A pouco mais de um ano das eleições gerais, temas que polarizam o Congresso entram no cálculo de eleitores que ainda não decidiram em quem votar para presidente. Aprovada na Câmara na semana passada, a chamada PEC da Blindagem virou alvo de críticas desse grupo, que enxerga na proposta um mecanismo para ampliar privilégios da classe política. Já o projeto de anistia aos envolvidos nos atos golpistas de 8 de Janeiro, em discussão na Casa, divide opiniões: há quem veja mérito em pontos como a revisão de penas impostas aos condenados, mas também quem rejeite o endosso que pré-candidatos ao Planalto vêm dando à ideia de perdão.

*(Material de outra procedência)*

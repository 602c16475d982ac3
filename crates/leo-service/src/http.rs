//! The `/analyze` HTTP endpoint.
//!
//! Contract: POST with `{conversationText?, recentTranscript?}`, at least
//! one non-empty; `recentTranscript` wins when both are present. OPTIONS is
//! a CORS preflight and always succeeds; any other method is a 405. All
//! responses, errors included, carry the permissive CORS headers.

use std::convert::Infallible;
use std::net::SocketAddr;
use std::sync::Arc;

use bytes::Bytes;
use http_body_util::{BodyExt, Full};
use hyper::server::conn::http1;
use hyper::service::service_fn;
use hyper::{Method, Request, Response, StatusCode};
use hyper_util::rt::TokioIo;
use serde::Deserialize;
use tokio::net::TcpListener;

use leo_analysis::resolve;
use leo_core::config::LeoConfig;
use leo_core::errors::{LeoResult, ServiceError};
use leo_core::model::AnalysisResponse;
use leo_kb::scorer::score_text;
use leo_kb::store::KnowledgeStore;

use crate::fetcher::HttpFetcher;
use crate::llm::LlmClient;
use crate::prompt::build_prompt;

type HttpBody = Full<Bytes>;

const CORS_HEADERS: [(&str, &str); 3] = [
    ("Access-Control-Allow-Origin", "*"),
    ("Access-Control-Allow-Methods", "POST, OPTIONS"),
    (
        "Access-Control-Allow-Headers",
        "authorization, x-client-info, apikey, content-type",
    ),
];

/// Shared per-process state. Requests are stateless; the knowledge cache is
/// the only thing that persists between them.
#[derive(Clone)]
pub struct AppState {
    store: Arc<KnowledgeStore<HttpFetcher>>,
    llm: Arc<LlmClient>,
    auth_token: Option<String>,
}

impl AppState {
    pub fn new(config: &LeoConfig) -> Result<Self, ServiceError> {
        Ok(Self {
            store: Arc::new(KnowledgeStore::new(
                config.knowledge.clone(),
                HttpFetcher::default(),
            )),
            llm: Arc::new(LlmClient::new(config.llm.clone())?),
            auth_token: config.server.auth_token.clone(),
        })
    }
}

#[derive(Debug, Default, Deserialize)]
#[serde(rename_all = "camelCase", default)]
struct AnalyzeRequest {
    conversation_text: Option<String>,
    recent_transcript: Option<String>,
}

impl AnalyzeRequest {
    /// The text to analyze: the recent transcript when present and non-empty,
    /// otherwise the full conversation text.
    fn text(&self) -> Option<&str> {
        let non_empty = |s: &&String| !s.trim().is_empty();
        self.recent_transcript
            .as_ref()
            .filter(non_empty)
            .or_else(|| self.conversation_text.as_ref().filter(non_empty))
            .map(String::as_str)
    }
}

/// Bind the listener and serve connections until the process is stopped.
pub async fn serve(config: LeoConfig) -> LeoResult<()> {
    let addr: SocketAddr = config
        .server
        .bind_addr
        .parse()
        .map_err(|e| leo_core::errors::LeoError::Config(format!("bad bind_addr: {e}")))?;

    let state = AppState::new(&config).map_err(leo_core::errors::LeoError::Service)?;
    let listener = TcpListener::bind(addr).await?;
    tracing::info!("listening on http://{addr}");

    loop {
        let (stream, peer) = listener.accept().await?;
        let state = state.clone();
        tokio::spawn(async move {
            let service = service_fn(move |req| handle(state.clone(), req));
            if let Err(e) = http1::Builder::new()
                .serve_connection(TokioIo::new(stream), service)
                .await
            {
                tracing::warn!("connection error from {peer}: {e}");
            }
        });
    }
}

/// Top-level request handler; never fails the connection.
pub async fn handle(
    state: AppState,
    req: Request<hyper::body::Incoming>,
) -> Result<Response<HttpBody>, Infallible> {
    let method = req.method().clone();

    let response = match method {
        Method::OPTIONS => text_response(StatusCode::OK, "ok"),
        Method::POST => match analyze(state, req).await {
            Ok(analysis) => json_response(
                StatusCode::OK,
                &serde_json::json!({ "data": analysis }),
            ),
            Err(e) => {
                tracing::error!("analyze request failed: {e}");
                error_response(&e)
            }
        },
        other => error_response(&ServiceError::MethodNotAllowed {
            method: other.to_string(),
        }),
    };

    Ok(response)
}

/// The POST path: auth, body validation, scorer, knowledge load, LLM call,
/// resolution.
async fn analyze(
    state: AppState,
    req: Request<hyper::body::Incoming>,
) -> Result<AnalysisResponse, ServiceError> {
    check_auth(&state, &req)?;

    let body = req
        .into_body()
        .collect()
        .await
        .map_err(|e| ServiceError::InvalidRequest {
            reason: format!("unreadable body: {e}"),
        })?
        .to_bytes();

    let request: AnalyzeRequest =
        serde_json::from_slice(&body).map_err(|e| ServiceError::InvalidRequest {
            reason: format!("invalid JSON: {e}"),
        })?;

    let text = request.text().ok_or_else(|| ServiceError::InvalidRequest {
        reason: "no text provided".to_string(),
    })?;

    let candidates = score_text(text);
    let docs = state.store.load_all().await;
    let prompt = build_prompt(text, &docs, &candidates);

    tracing::debug!(
        chars = text.chars().count(),
        candidates = candidates.len(),
        "dispatching analysis"
    );

    let raw = state.llm.analyze(prompt).await?;
    Ok(resolve(raw, text, &candidates))
}

/// Bearer-token check; a no-op when no token is configured.
fn check_auth(state: &AppState, req: &Request<hyper::body::Incoming>) -> Result<(), ServiceError> {
    let Some(expected) = &state.auth_token else {
        return Ok(());
    };

    let presented = req
        .headers()
        .get(hyper::header::AUTHORIZATION)
        .and_then(|v| v.to_str().ok())
        .and_then(|v| v.strip_prefix("Bearer "));

    if presented == Some(expected.as_str()) {
        Ok(())
    } else {
        Err(ServiceError::Unauthorized)
    }
}

fn error_response(error: &ServiceError) -> Response<HttpBody> {
    let status =
        StatusCode::from_u16(error.status()).unwrap_or(StatusCode::INTERNAL_SERVER_ERROR);
    json_response(status, &serde_json::json!({ "error": error.to_string() }))
}

fn json_response(status: StatusCode, value: &serde_json::Value) -> Response<HttpBody> {
    let body = serde_json::to_vec(value).unwrap_or_else(|_| b"{}".to_vec());
    with_cors(Response::builder().status(status))
        .header("content-type", "application/json")
        .body(Full::from(Bytes::from(body)))
        .unwrap_or_default()
}

fn text_response(status: StatusCode, text: &'static str) -> Response<HttpBody> {
    with_cors(Response::builder().status(status))
        .body(Full::from(Bytes::from_static(text.as_bytes())))
        .unwrap_or_default()
}

fn with_cors(mut builder: hyper::http::response::Builder) -> hyper::http::response::Builder {
    for (name, value) in CORS_HEADERS {
        builder = builder.header(name, value);
    }
    builder
}
//! The resolver: raw LLM payload in, clean dashboard payload out.
//!
//! Pipeline order is fixed and observable in the output:
//!   1. normalize and clamp the LLM domains and context factors
//!   2. run the heuristic gap-filling rules (a-d)
//!   3. flag low-confidence findings for clinician verification
//!   4. weather/environment disambiguation (may override walking)
//!   5. assemble the top-code panel (LLM list or scorer fallback)

use leo_core::model::{AnalysisResponse, RawAnalysis};
use leo_kb::scorer::CandidateScore;

use crate::{heuristics, normalize, top_codes, weather};

/// Resolve a raw LLM analysis of `text` into the final response. `candidates`
/// is the keyword-scorer output for the same text and feeds the top-code
/// fallback.
pub fn resolve(raw: RawAnalysis, text: &str, candidates: &[CandidateScore]) -> AnalysisResponse {
    let lowered = text.to_lowercase();

    let mut domains = normalize::clean_domains(&raw.domains);
    let mut context_factors = normalize::clean_context_factors(&raw.context_factors);
    let mut summary = raw.summary;

    heuristics::apply(&lowered, &mut domains);
    heuristics::flag_low_confidence(&mut domains);
    weather::apply(&lowered, &mut domains, &mut context_factors, &mut summary);

    let top_icf_codes = top_codes::assemble(&raw.top_icf_codes, candidates);

    tracing::debug!(
        domains = domains.len(),
        context_factors = context_factors.len(),
        top_codes = top_icf_codes.len(),
        "analysis resolved"
    );

    AnalysisResponse {
        domains,
        summary,
        keywords_found: raw.keywords_found,
        context_factors: if context_factors.is_empty() {
            None
        } else {
            Some(context_factors)
        },
        top_icf_codes: if top_icf_codes.is_empty() {
            None
        } else {
            Some(top_icf_codes)
        },
    }
}

#[cfg(test)]
mod tests {
    use super::*;
    use serde_json::json;

    fn raw(value: serde_json::Value) -> RawAnalysis {
        serde_json::from_value(value).unwrap()
    }

    #[test]
    fn passthrough_when_nothing_fires() {
        let response = resolve(
            raw(json!({
                "domains": [{"code": "b455", "name": "Inspanning", "level": 2, "confidence": 0.8,
                             "evidence": ["kortademig bij traplopen"], "reasoning": "duidelijk benoemd"}],
                "summary": "Inspanningsklachten."
            })),
            "ik word kortademig bij traplopen",
            &[],
        );
        assert_eq!(response.domains.len(), 1);
        assert_eq!(response.summary, "Inspanningsklachten.");
        assert!(response.context_factors.is_none());
    }

    #[test]
    fn heuristics_run_before_low_confidence_flagging() {
        // Rule a synthesizes d450 at 0.58; 0.58 >= 0.55 so no marker. The
        // LLM's own weak finding does get one.
        let response = resolve(
            raw(json!({
                "domains": [{"code": "b152", "level": 1, "confidence": 0.4, "reasoning": "vaag"}],
                "summary": ""
            })),
            "ik ben gisteren gevallen",
            &[],
        );
        let d450 = response.domains.iter().find(|d| d.code == "d450").unwrap();
        assert!(!d450.reasoning.contains("[verify with clinician]"));
        let b152 = response.domains.iter().find(|d| d.code == "b152").unwrap();
        assert!(b152.reasoning.contains("[verify with clinician]"));
    }

    #[test]
    fn weather_override_runs_after_flagging() {
        let response = resolve(
            raw(json!({
                "domains": [{"code": "d450", "name": "Lopen", "level": 1, "confidence": 0.9,
                             "reasoning": "kan niet lopen"}],
                "summary": "Kwam de deur niet uit."
            })),
            "door de sneeuw kon ik niet naar buiten lopen",
            &[],
        );
        let d450 = response.domains.iter().find(|d| d.code == "d450").unwrap();
        assert!(d450.level >= 4);
        assert!(d450.confidence.value() <= 0.55);
        let factors = response.context_factors.unwrap();
        assert_eq!(factors[0].code, "e225");
        assert!(response.summary.contains("d450"));
    }

    #[test]
    fn empty_raw_payload_resolves_to_empty_response() {
        let response = resolve(RawAnalysis::default(), "", &[]);
        assert!(response.domains.is_empty());
        assert!(response.summary.is_empty());
        assert!(response.context_factors.is_none());
        assert!(response.top_icf_codes.is_none());
    }

    #[test]
    fn keywords_found_passes_through_untouched() {
        let response = resolve(
            raw(json!({"domains": [], "summary": "", "keywords_found": ["lopen", "moe"]})),
            "",
            &[],
        );
        assert_eq!(response.keywords_found.unwrap(), vec!["lopen", "moe"]);
    }
}
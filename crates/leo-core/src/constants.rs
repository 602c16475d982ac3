//! Calibration constants for the scorer and the heuristic resolver.
//!
//! The heuristic confidences and the verification cutoff are empirically tuned
//! values carried over from the original calibration runs, not derived from a
//! documented clinical rationale. Treat them as calibration constants pending
//! clinical validation.

/// Minimum token length considered by the tokenizer.
pub const MIN_TOKEN_LEN: usize = 3;

/// Keyword length at which the larger single-word increment applies.
pub const LONG_KEYWORD_LEN: usize = 8;

/// Score increment for a short single-word keyword match.
pub const SHORT_KEYWORD_INCREMENT: f64 = 0.10;

/// Score increment for a long (>= 8 chars) single-word keyword match.
pub const LONG_KEYWORD_INCREMENT: f64 = 0.14;

/// Score increment for a multi-word keyword phrase match.
pub const PHRASE_INCREMENT: f64 = 0.16;

/// Minimum accumulated score for an entry to qualify as a candidate.
pub const QUALIFY_THRESHOLD: f64 = 0.12;

/// Hard cap on any candidate score.
pub const SCORE_CAP: f64 = 0.95;

/// Boost applied to a qualifying candidate per qualifying related code.
pub const RELATED_BOOST: f64 = 0.03;

/// Maximum matched keywords recorded per candidate.
pub const MATCHED_KEYWORD_CAP: usize = 6;

/// The FAC walking code, the only domain with an inverted 0-5 scale.
pub const FAC_CODE: &str = "d450";

/// Maximum qualifier level on the FAC scale.
pub const FAC_MAX_LEVEL: u8 = 5;

/// Maximum qualifier level on the standard WHO-ICF scale.
pub const ICF_MAX_LEVEL: u8 = 4;

/// Canonical code for the collapsed work/employment chapter.
pub const WORK_CODE: &str = "d840";

/// Work-chapter sub-code prefixes that collapse into [`WORK_CODE`].
pub const WORK_CODE_PREFIXES: [&str; 6] = ["d840", "d841", "d842", "d845", "d850", "d859"];

/// Environmental factor code for weather/climate.
pub const WEATHER_CODE: &str = "e225";

/// Emotional functions code.
pub const EMOTION_CODE: &str = "b152";

/// Confidence below which a finding is flagged for clinician verification.
pub const VERIFY_CUTOFF: f64 = 0.55;

/// Literal marker appended to low-confidence reasoning, exactly once.
pub const VERIFY_MARKER: &str = "[verify with clinician]";

/// Default confidence when the LLM omitted or mangled the field.
pub const DEFAULT_CONFIDENCE: f64 = 0.5;

/// Confidence of the fall-inference d450 finding (heuristic rule a).
pub const FALL_D450_CONFIDENCE: f64 = 0.58;

/// FAC level of the fall-inference d450 finding.
pub const FALL_D450_LEVEL: u8 = 2;

/// Confidence of the anxiety-inference b152 finding (heuristic rule b).
pub const ANXIETY_B152_CONFIDENCE: f64 = 0.56;

/// Level of the anxiety-inference b152 finding.
pub const ANXIETY_B152_LEVEL: u8 = 1;

/// Confidence of both vague-complaint co-occurrence findings (rules c and d).
pub const VAGUE_COOCCURRENCE_CONFIDENCE: f64 = 0.53;

/// Level of the vague-complaint b152 finding (rule c).
pub const VAGUE_B152_LEVEL: u8 = 1;

/// FAC level of the vague-complaint d450 finding (rule d).
pub const VAGUE_D450_LEVEL: u8 = 3;

/// Weather factor qualifier when weather is the primary barrier.
pub const WEATHER_PRIMARY_QUALIFIER: u8 = 2;

/// Weather factor confidence when weather is the primary barrier.
pub const WEATHER_PRIMARY_CONFIDENCE: f64 = 0.78;

/// Weather factor qualifier when weather is only a possible barrier.
pub const WEATHER_POSSIBLE_QUALIFIER: u8 = 1;

/// Weather factor confidence when weather is only a possible barrier.
pub const WEATHER_POSSIBLE_CONFIDENCE: f64 = 0.62;

/// Minimum FAC level forced onto d450 by the weather override.
pub const WEATHER_OVERRIDE_FLOOR_LEVEL: u8 = 4;

/// Confidence ceiling applied to d450 by the weather override.
pub const WEATHER_OVERRIDE_CONFIDENCE_CEILING: f64 = 0.55;

/// Maximum entries in the top ICF code list.
pub const TOP_CODE_CAP: usize = 10;

/// Candidate pool size the knowledge-base fallback draws from.
pub const KB_FALLBACK_POOL: usize = 40;

/// Default qualifier for a d450 entry in the knowledge-base fallback.
pub const KB_FALLBACK_FAC_QUALIFIER: u8 = 2;

/// Default qualifier for any other entry in the knowledge-base fallback.
pub const KB_FALLBACK_QUALIFIER: u8 = 1;

/// Reasoning string attached to knowledge-base fallback entries.
pub const KB_FALLBACK_REASONING: &str = "Knowledgebase keyword matching";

- PEC da Blindagem: 83% das publicações são críticas a aprovação na Câmara, aponta levantamento
- Da anistia à dosimetria: Congresso busca aval do STF para votar na quarta projeto que reduz penas por golpismo
Esses indecisos, fundamentais para a vitória de Lula em 2022 e que serão novamente decisivos no próximo pleito, são o foco de uma série de reportagens do GLOBO. Até outubro do ano que vem, o jornal acompanhará as percepções de oito moradores de colégios eleitorais estratégicos. Na primeira rodada, eles falaram sobre os efeitos do tarifaço anunciado pelo presidente americano Donald Trump e a resposta do governo brasileiro à crise. Agora, opinam sobre a PEC da Blindagem e o plano de anistia. Apesar das divergências, o grupo converge num ponto: a prioridade é escapar da polarização entre esquerda e direita.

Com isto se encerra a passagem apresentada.